Made-for-TV draft getting panned by NFL personnel community

With the first day limited to two rounds, with shortened time between selections and with a later kickoff that pushes the bulk of it closer to primetime viewing hours, the NFL Draft on Saturday figures to be more sleek. More compact. More compelling. More packaged. More high-energy.

More TV-friendly.

And while that pleases TV executives, several NFL personnel executives are not thrilled.

This new format makes their jobs even more taxing, they say.

It will make for longer hours for them on Saturday night to prepare for Sunday morning. It will make for a much earlier Sunday morning and, overall, a much longer Sunday night. And it will heighten the intensity on Sunday evening to adeptly switch gears and scour the nation to sign undrafted free agents.

"In a lot of ways," said one NFL personnel chief, requesting anonymity, "we are being treated like sheep. Just follow along. OK. There should have been a lot more football people involved in this (decision). We'll make it work. But the whole thing is a little too TV-driven for me instead of football-driven."

An NFL general manager added: "It stinks."

In previous years, the draft began at noon ET on Saturdays. Saturday produced three rounds; Sunday four rounds. There were 15 minutes between picks in Round 1, 10 minutes between picks in Round 2, and 5 minutes in Rounds 3 through 7.

This draft will begin at 3 p.m. ET. Only two rounds conducted on Saturday; the final five follow on Sunday. There will be 10 minutes between picks in Round 1, 7 minutes between picks in Rounds 2, and 5 minutes in Rounds 3 through 7.

Those concerned with the changes say the time reduced between picks is not an issue. What is the primary issue, they say, is the volume of work on Saturday night and Sunday morning to prepare for five rounds instead of four and how the changes to the Sunday schedule affect their efforts to sign undrafted free agents.

"You look at this from the perspective of the West Coast teams, your draft morning on Sunday is a real challenge," a scout for a West Coast team said. "It would have worked much better had we kept three rounds on the first day. We'll all have 32 fewer players selected on Saturday and the West Coast teams will have a late Saturday night and an extremely early turnaround on Sunday morning.
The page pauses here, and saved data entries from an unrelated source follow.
//! Secondary cloud bucket store
//!
//! Last-resort mirror with a plain `<endpoint>/<model>/<file>` layout and no
//! checksum metadata; downloads from here rely on the validator's size and
//! structural checks.

use super::{
    ArtifactBackend, CancelFlag, DownloadTask, ModelListing, ProgressFn, RemoteObject,
    classify_http_error, stream_to_file,
};
use crate::catalog::ModelDescriptor;
use crate::error::{VaultError, VaultResult};
use async_trait::async_trait;
use std::time::Duration;

const BACKEND_NAME: &str = "mirror";

pub struct MirrorBackend {
    endpoint: String,
    token: Option<String>,
    client: reqwest::Client,
    stall_timeout: Duration,
}

impl MirrorBackend {
    /// Build from `MODELVAULT_MIRROR_*` environment variables
    ///
    /// Returns `Ok(None)` when no endpoint is configured.
    pub fn from_env(
        request_timeout: Duration,
        stall_timeout: Duration,
    ) -> VaultResult<Option<Self>> {
        let Ok(endpoint) = std::env::var("MODELVAULT_MIRROR_ENDPOINT") else {
            return Ok(None);
        };
        let token = std::env::var("MODELVAULT_MIRROR_TOKEN").ok();

        Ok(Some(Self::new(
            endpoint,
            token,
            request_timeout,
            stall_timeout,
        )?))
    }

    pub fn new(
        endpoint: String,
        token: Option<String>,
        request_timeout: Duration,
        stall_timeout: Duration,
    ) -> VaultResult<Self> {
        let client = reqwest::Client::builder()
            .connect_timeout(request_timeout)
            .build()
            .map_err(|e| VaultError::BackendUnavailable {
                backend: BACKEND_NAME.to_string(),
                reason: format!("client build failed: {}", e),
            })?;

        Ok(Self {
            endpoint: endpoint.trim_end_matches('/').to_string(),
            token,
            client,
            stall_timeout,
        })
    }
}

#[async_trait]
impl ArtifactBackend for MirrorBackend {
    fn name(&self) -> &'static str {
        BACKEND_NAME
    }

    async fn list_files(&self, model: &ModelDescriptor) -> VaultResult<ModelListing> {
        // No remote index; the mirror mirrors the catalog layout directly.
        let files = model
            .files
            .iter()
            .map(|name| RemoteObject {
                file_name: name.clone(),
                key: format!("{}/{}", model.name, name),
                size: None,
                sha256: None,
            })
            .collect();

        Ok(ModelListing {
            version: None,
            files,
        })
    }

    async fn fetch_file(
        &self,
        task: &DownloadTask,
        on_progress: ProgressFn<'_>,
        cancel: &CancelFlag,
    ) -> VaultResult<()> {
        let url = format!("{}/{}", self.endpoint, task.key);

        let mut request = self.client.get(&url);
        if let Some(token) = &self.token {
            request = request.bearer_auth(token);
        }

        let response = request
            .send()
            .await
            .map_err(|e| classify_http_error(BACKEND_NAME, &task.key, e))?
            .error_for_status()
            .map_err(|e| classify_http_error(BACKEND_NAME, &task.key, e))?;

        stream_to_file(
            BACKEND_NAME,
            response,
            task,
            on_progress,
            cancel,
            self.stall_timeout,
        )
        .await
    }
}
"We all have our boards. After Saturday there are 63 players gone. You knock them off your board. Then you decide where you go, what is your order. It has to be more re-arm, re-load and re-think as opposed to starting over. All of us have been preparing for this draft for months. And with the later day on Sunday due to the extra rounds, you'd better be prepared for the free agents. It's always a scramble. Sometimes a bidding war. You've had for a couple of weeks the numbers and agents of the players you are projecting to fall there. With the changes on Sunday now, that better be a strong plan of action."

NFL Draft changes for 2008

</center> » Only Rounds 1 and 2 will take place on Saturday. Previously, the first three rounds of the draft were conducted on Saturday. 

» The draft will start at 3 p.m. ET on Saturday, three hours later than the previous start time.

» The time allocated for each pick in Round 1 will be 10 minutes. Previously, the first round time was 15 minutes.

» The time allocated for each pick in Round 2 will be seven minutes. Previously, it was 10 minutes.

» Round 3 will be moved to Sunday and remain at five minutes per selection. (Rounds 4-7 will also remain at five minutes per pick.)

» Sunday, the draft starts at 10 a.m. ET, rather than 11 a.m. ET.

Change is harder for some in the NFL than others. The bottom line here is that the NFL seized a grand opportunity to make its draft even more of a national centerpiece with a format more focused and tailored to TV. Not, alone, a bad idea.

But some of the current angst in its personnel community could have been avoided with more inclusion and feeback from them, across the board, from the start.

The draft has evolved in many ways since its inception in 1936.

At least personnel executives this year are not dealing with a monster, all-day draft day as teams did in 1983. That year, even though the draft then was 12 rounds, it was completed in one complete session that spilled over into the wee hours of the next morning. The league made the move in an effort to prevent the then start-up and now defunct United States Football League from claiming players who might not have been drafted as highly as they thought they should have been and, thus, might have left for the new league in between a two-day setup.

In this weekend's structure, Round 3, or the start on Sunday, should be as intriguing as any round. Teams will have assessed the players gone, the ones left, and their needs. They will have had time to consider moving up or down based on the field. The communication and dealing among them could be active and intense, especially on the first 10 to 15 picks in the third round.

"Everyone will make it work," one scout said. "And the excitement of it all will help make it work. But leading up to it, it seems a lot more difficult a total exercise than it had to be."